Regardless of the capacity of the health care system of the host nation, mass gatherings require special planning and preparedness efforts within the health system. Brazil will host the 2014 Fédération Internationale de Football Association (FIFA) World Cup and the 2016 Olympics. This paper represents the ﬁrst results from Project ‘‘Prepara Brasil,’’ which is investigating the preparedness of the health sector and pharmaceutical services for these events.
This study was designed to identify the efforts taken to prepare the health sector in Brazil for the FIFA World Cup 2014 event, as well as the 2016 Summer Olympics.
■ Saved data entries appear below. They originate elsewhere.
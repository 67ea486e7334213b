//! Device property descriptors.
//!
//! A descriptor is `code u16 | type u16 | get/set u8 | [enabled u8] |
//! default | current | form flag u8 | form`. Value layout is fixed by the
//! type tag. The vendor layout adds the enabled byte and carries two
//! enumeration lists (settable, then available values).

use super::constants::*;
use super::cursor::{DecodeError, PtpReader, PtpWrite};

/// Typed property value.
#[derive(Debug, Clone, PartialEq, Eq)]
pub enum PropertyValue {
    Int8(i8),
    UInt8(u8),
    Int16(i16),
    UInt16(u16),
    Int32(i32),
    UInt32(u32),
    Int64(i64),
    UInt64(u64),
    Int128(i128),
    UInt128(u128),
    Array(u16, Vec<PropertyValue>),
    String(String),
}

impl PropertyValue {
    /// Decode one value of `data_type`.
    pub fn decode(data_type: u16, r: &mut PtpReader<'_>) -> Result<Self, DecodeError> {
        if data_type != DATATYPE_STRING && data_type & DATATYPE_ARRAY_FLAG != 0 {
            let element = data_type & !DATATYPE_ARRAY_FLAG;
            if scalar_size(element).is_none() {
                return Err(DecodeError::UnknownDataType(data_type));
            }
            let count = r.u32()? as usize;
            let values = (0..count)
                .map(|_| Self::decode(element, r))
                .collect::<Result<Vec<_>, _>>()?;
            return Ok(PropertyValue::Array(element, values));
        }

        Ok(match data_type {
            DATATYPE_INT8 => PropertyValue::Int8(r.i8()?),
            DATATYPE_UINT8 => PropertyValue::UInt8(r.u8()?),
            DATATYPE_INT16 => PropertyValue::Int16(r.i16()?),
            DATATYPE_UINT16 => PropertyValue::UInt16(r.u16()?),
            DATATYPE_INT32 => PropertyValue::Int32(r.i32()?),
            DATATYPE_UINT32 => PropertyValue::UInt32(r.u32()?),
            DATATYPE_INT64 => PropertyValue::Int64(r.i64()?),
            DATATYPE_UINT64 => PropertyValue::UInt64(r.u64()?),
            DATATYPE_INT128 => PropertyValue::Int128(r.i128()?),
            DATATYPE_UINT128 => PropertyValue::UInt128(r.u128()?),
            DATATYPE_STRING => PropertyValue::String(r.string()?),
            other => return Err(DecodeError::UnknownDataType(other)),
        })
    }

    /// Type tag this value encodes as.
    pub fn data_type(&self) -> u16 {
        match self {
            PropertyValue::Int8(_) => DATATYPE_INT8,
            PropertyValue::UInt8(_) => DATATYPE_UINT8,
            PropertyValue::Int16(_) => DATATYPE_INT16,
            PropertyValue::UInt16(_) => DATATYPE_UINT16,
            PropertyValue::Int32(_) => DATATYPE_INT32,
            PropertyValue::UInt32(_) => DATATYPE_UINT32,
            PropertyValue::Int64(_) => DATATYPE_INT64,
            PropertyValue::UInt64(_) => DATATYPE_UINT64,
            PropertyValue::Int128(_) => DATATYPE_INT128,
            PropertyValue::UInt128(_) => DATATYPE_UINT128,
            PropertyValue::Array(element, _) => element | DATATYPE_ARRAY_FLAG,
            PropertyValue::String(_) => DATATYPE_STRING,
        }
    }

    pub fn encode(&self, buf: &mut Vec<u8>) {
        match self {
            PropertyValue::Int8(v) => buf.extend_from_slice(&v.to_le_bytes()),
            PropertyValue::UInt8(v) => buf.put_u8(*v),
            PropertyValue::Int16(v) => buf.extend_from_slice(&v.to_le_bytes()),
            PropertyValue::UInt16(v) => buf.put_u16(*v),
            PropertyValue::Int32(v) => buf.extend_from_slice(&v.to_le_bytes()),
            PropertyValue::UInt32(v) => buf.put_u32(*v),
            PropertyValue::Int64(v) => buf.extend_from_slice(&v.to_le_bytes()),
            PropertyValue::UInt64(v) => buf.put_u64(*v),
            PropertyValue::Int128(v) => buf.extend_from_slice(&v.to_le_bytes()),
            PropertyValue::UInt128(v) => buf.extend_from_slice(&v.to_le_bytes()),
            PropertyValue::Array(_, values) => {
                buf.put_u32(values.len() as u32);
                for value in values {
                    value.encode(buf);
                }
            }
            PropertyValue::String(s) => buf.put_string(s),
        }
    }

    pub fn to_bytes(&self) -> Vec<u8> {
        let mut buf = Vec::new();
        self.encode(&mut buf);
        buf
    }

    /// Build a scalar of `data_type` from an integer, if it fits.
    pub fn from_integer(data_type: u16, v: i128) -> Option<Self> {
        Some(match data_type {
            DATATYPE_INT8 => PropertyValue::Int8(i8::try_from(v).ok()?),
            DATATYPE_UINT8 => PropertyValue::UInt8(u8::try_from(v).ok()?),
            DATATYPE_INT16 => PropertyValue::Int16(i16::try_from(v).ok()?),
            DATATYPE_UINT16 => PropertyValue::UInt16(u16::try_from(v).ok()?),
            DATATYPE_INT32 => PropertyValue::Int32(i32::try_from(v).ok()?),
            DATATYPE_UINT32 => PropertyValue::UInt32(u32::try_from(v).ok()?),
            DATATYPE_INT64 => PropertyValue::Int64(i64::try_from(v).ok()?),
            DATATYPE_UINT64 => PropertyValue::UInt64(u64::try_from(v).ok()?),
            DATATYPE_INT128 => PropertyValue::Int128(v),
            DATATYPE_UINT128 => PropertyValue::UInt128(u128::try_from(v).ok()?),
            _ => return None,
        })
    }
}

fn scalar_size(data_type: u16) -> Option<usize> {
    match data_type {
        DATATYPE_INT8 | DATATYPE_UINT8 => Some(1),
        DATATYPE_INT16 | DATATYPE_UINT16 => Some(2),
        DATATYPE_INT32 | DATATYPE_UINT32 => Some(4),
        DATATYPE_INT64 | DATATYPE_UINT64 => Some(8),
        DATATYPE_INT128 | DATATYPE_UINT128 => Some(16),
        _ => None,
    }
}

/// Allowed values of a property.
#[derive(Debug, Clone, PartialEq, Eq)]
pub enum PropertyForm {
    None,
    Range {
        min: PropertyValue,
        max: PropertyValue,
        step: PropertyValue,
    },
    Enumeration {
        /// Values the host may write.
        supported: Vec<PropertyValue>,
        /// Values the device will currently accept.
        available: Vec<PropertyValue>,
    },
}

/// Which descriptor encoding a response uses.
#[derive(Debug, Clone, Copy, PartialEq, Eq)]
pub enum PropertyLayout {
    /// GetDevicePropDesc.
    Standard,
    /// SDIO_GetExtDevicePropInfo and SDIO_GetAllExtDevicePropInfo.
    Vendor,
}

/// One decoded property descriptor. A fresh fetch yields a fresh value;
/// descriptors are never patched in place.
#[derive(Debug, Clone, PartialEq, Eq)]
pub struct DeviceProperty {
    pub code: PropertyCode,
    pub data_type: u16,
    pub writable: bool,
    pub enabled: bool,
    pub factory_default: PropertyValue,
    pub current: PropertyValue,
    pub form: PropertyForm,
}

impl DeviceProperty {
    /// Decode one descriptor from the reader position.
    pub fn decode(r: &mut PtpReader<'_>, layout: PropertyLayout) -> Result<Self, DecodeError> {
        let code = r.u16()?;
        let data_type = r.u16()?;
        let writable = r.u8()? == PROPERTY_GET_SET;
        let enabled = match layout {
            PropertyLayout::Standard => true,
            PropertyLayout::Vendor => r.u8()? != 0,
        };
        let factory_default = PropertyValue::decode(data_type, r)?;
        let current = PropertyValue::decode(data_type, r)?;

        let form = match r.u8()? {
            FORM_NONE => PropertyForm::None,
            FORM_RANGE => PropertyForm::Range {
                min: PropertyValue::decode(data_type, r)?,
                max: PropertyValue::decode(data_type, r)?,
                step: PropertyValue::decode(data_type, r)?,
            },
            FORM_ENUMERATION => {
                let supported = read_enumeration(data_type, r)?;
                let available = match layout {
                    PropertyLayout::Standard => supported.clone(),
                    PropertyLayout::Vendor => read_enumeration(data_type, r)?,
                };
                PropertyForm::Enumeration {
                    supported,
                    available,
                }
            }
            other => {
                return Err(DecodeError::MalformedPayload(format!(
                    "property 0x{:04X}: unknown form flag {}",
                    code, other
                )));
            }
        };

        Ok(Self {
            code,
            data_type,
            writable,
            enabled,
            factory_default,
            current,
            form,
        })
    }

    /// Decode the single descriptor at `offset` inside a response blob.
    pub fn parse_at(data: &[u8], offset: usize, layout: PropertyLayout) -> Result<Self, DecodeError> {
        let mut r = PtpReader::at(data, offset)?;
        Self::decode(&mut r, layout)
    }

    /// Decode a batch response: u64 count, then vendor descriptors.
    pub fn parse_all(data: &[u8]) -> Result<Vec<Self>, DecodeError> {
        let mut r = PtpReader::new(data);
        let count = r.u64()?;
        // Smallest descriptor is 8 bytes; reject counts the payload cannot hold.
        if count > (r.remaining() / 8) as u64 {
            return Err(DecodeError::MalformedPayload(format!(
                "{} descriptors cannot fit in {} bytes",
                count,
                r.remaining()
            )));
        }
        (0..count)
            .map(|_| Self::decode(&mut r, PropertyLayout::Vendor))
            .collect()
    }

    pub fn encode(&self, layout: PropertyLayout, buf: &mut Vec<u8>) {
        buf.put_u16(self.code);
        buf.put_u16(self.data_type);
        buf.put_u8(if self.writable {
            PROPERTY_GET_SET
        } else {
            PROPERTY_GET
        });
        if layout == PropertyLayout::Vendor {
            buf.put_u8(self.enabled as u8);
        }
        self.factory_default.encode(buf);
        self.current.encode(buf);
        match &self.form {
            PropertyForm::None => buf.put_u8(FORM_NONE),
            PropertyForm::Range { min, max, step } => {
                buf.put_u8(FORM_RANGE);
                min.encode(buf);
                max.encode(buf);
                step.encode(buf);
            }
            PropertyForm::Enumeration {
                supported,
                available,
            } => {
                buf.put_u8(FORM_ENUMERATION);
                write_enumeration(supported, buf);
                if layout == PropertyLayout::Vendor {
                    write_enumeration(available, buf);
                }
            }
        }
    }

    pub fn to_bytes(&self, layout: PropertyLayout) -> Vec<u8> {
        let mut buf = Vec::new();
        self.encode(layout, &mut buf);
        buf
    }

    /// Encode a batch response body.
    pub fn encode_all(properties: &[DeviceProperty]) -> Vec<u8> {
        let mut buf = Vec::new();
        buf.put_u64(properties.len() as u64);
        for property in properties {
            property.encode(PropertyLayout::Vendor, &mut buf);
        }
        buf
    }

    /// Values the device currently accepts, empty unless enumerated.
    pub fn available_values(&self) -> &[PropertyValue] {
        match &self.form {
            PropertyForm::Enumeration { available, .. } => available,
            _ => &[],
        }
    }

    pub fn supported_values(&self) -> &[PropertyValue] {
        match &self.form {
            PropertyForm::Enumeration { supported, .. } => supported,
            _ => &[],
        }
    }
}

fn read_enumeration(data_type: u16, r: &mut PtpReader<'_>) -> Result<Vec<PropertyValue>, DecodeError> {
    let count = r.u16()? as usize;
    (0..count).map(|_| PropertyValue::decode(data_type, r)).collect()
}

fn write_enumeration(values: &[PropertyValue], buf: &mut Vec<u8>) {
    buf.put_u16(values.len() as u16);
    for value in values {
        value.encode(buf);
    }
}

#[cfg(test)]
mod tests {
    use super::*;

    fn iso() -> DeviceProperty {
        DeviceProperty {
            code: 0xD21E,
            data_type: DATATYPE_UINT32,
            writable: true,
            enabled: true,
            factory_default: PropertyValue::UInt32(0x00FF_FFFF),
            current: PropertyValue::UInt32(100),
            form: PropertyForm::Enumeration {
                supported: vec![PropertyValue::UInt32(100), PropertyValue::UInt32(200)],
                available: vec![PropertyValue::UInt32(100)],
            },
        }
    }

    #[test]
    fn test_vendor_descriptor_layout() {
        let bytes = iso().to_bytes(PropertyLayout::Vendor);
        // code, type, get/set, enabled
        assert_eq!(&bytes[..6], &[0x1E, 0xD2, 0x06, 0x00, 0x01, 0x01]);
        let parsed = DeviceProperty::parse_at(&bytes, 0, PropertyLayout::Vendor).unwrap();
        assert_eq!(parsed, iso());
        assert_eq!(parsed.available_values(), &[PropertyValue::UInt32(100)]);
    }

    #[test]
    fn test_standard_descriptor_shares_enumeration() {
        let mut prop = iso();
        prop.form = PropertyForm::Enumeration {
            supported: vec![PropertyValue::UInt32(100)],
            available: vec![PropertyValue::UInt32(100)],
        };
        let bytes = prop.to_bytes(PropertyLayout::Standard);
        let parsed = DeviceProperty::parse_at(&bytes, 0, PropertyLayout::Standard).unwrap();
        assert_eq!(parsed, prop);
    }

    #[test]
    fn test_parse_at_offset() {
        let mut blob = vec![0xEE; 12];
        blob.extend(iso().to_bytes(PropertyLayout::Vendor));
        let parsed = DeviceProperty::parse_at(&blob, 12, PropertyLayout::Vendor).unwrap();
        assert_eq!(parsed.code, 0xD21E);
    }

    #[test]
    fn test_parse_all_with_string_and_range() {
        let name = DeviceProperty {
            code: 0xD2FF,
            data_type: DATATYPE_STRING,
            writable: false,
            enabled: true,
            factory_default: PropertyValue::String(String::new()),
            current: PropertyValue::String("Zoom".into()),
            form: PropertyForm::None,
        };
        let zoom = DeviceProperty {
            code: 0xD25F,
            data_type: DATATYPE_INT8,
            writable: true,
            enabled: false,
            factory_default: PropertyValue::Int8(0),
            current: PropertyValue::Int8(-1),
            form: PropertyForm::Range {
                min: PropertyValue::Int8(-8),
                max: PropertyValue::Int8(8),
                step: PropertyValue::Int8(1),
            },
        };
        let all = vec![iso(), name, zoom];
        let parsed = DeviceProperty::parse_all(&DeviceProperty::encode_all(&all)).unwrap();
        assert_eq!(parsed, all);
    }

    #[test]
    fn test_truncated_descriptor_is_malformed() {
        let bytes = iso().to_bytes(PropertyLayout::Vendor);
        let err = DeviceProperty::parse_at(&bytes[..bytes.len() - 1], 0, PropertyLayout::Vendor);
        assert!(matches!(err, Err(DecodeError::MalformedPayload(_))));
    }

    #[test]
    fn test_array_value() {
        let value = PropertyValue::Array(DATATYPE_UINT16, vec![PropertyValue::UInt16(1), PropertyValue::UInt16(2)]);
        let bytes = value.to_bytes();
        let mut r = PtpReader::new(&bytes);
        assert_eq!(PropertyValue::decode(value.data_type(), &mut r).unwrap(), value);
    }

    #[test]
    fn test_unknown_data_type() {
        let mut r = PtpReader::new(&[0, 0]);
        assert_eq!(
            PropertyValue::decode(0x0042, &mut r),
            Err(DecodeError::UnknownDataType(0x0042))
        );
    }
}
Key informant interviews were conducted with representatives of both the municipality and hospital sectors in each of the 12 host cities where matches will be played. A semi-structured key informant interview guide was developed, with sections for each type of participant. One of each municipality’s reference hospitals was identiﬁed and seven additional general hospitals were randomly selected from all of the inpatient facilities in each municipality. The interviewers were instructed to contact a reference hospital, and two of the other hospitals, in the jurisdiction for participation in the study.
Questions were asked about plans for mass-gathering events, the interaction between hospitals and government ofﬁcials in preparation for the World Cup, and their perceptions of their surge capacity to meet the potential demands generated by the presence of the World Cup events in their municipalities.
In all, 11 representatives of the sampled reference hospitals, and 24 representatives of other general private and public hospitals in the municipalities, were interviewed.
Most of the hospitals had some interaction with government ofﬁcials in preparation for the World Cup 2014. Approximately one-third (34%) received training activities from the government. Fifty-four percent (54%) of hospitals had no speciﬁc plans for communicating with the government or other agencies during the World Cup. Approximately half (51%) had plans for surge capacity during the event, but only 27% had any surge capacity for isolation of potentially infectious patients.
Overall, although there has been mention of a great deal of planning on the part of the government ofﬁcials for the World Cup 2014, hospital surge to meet the potential increase in demand still falls short.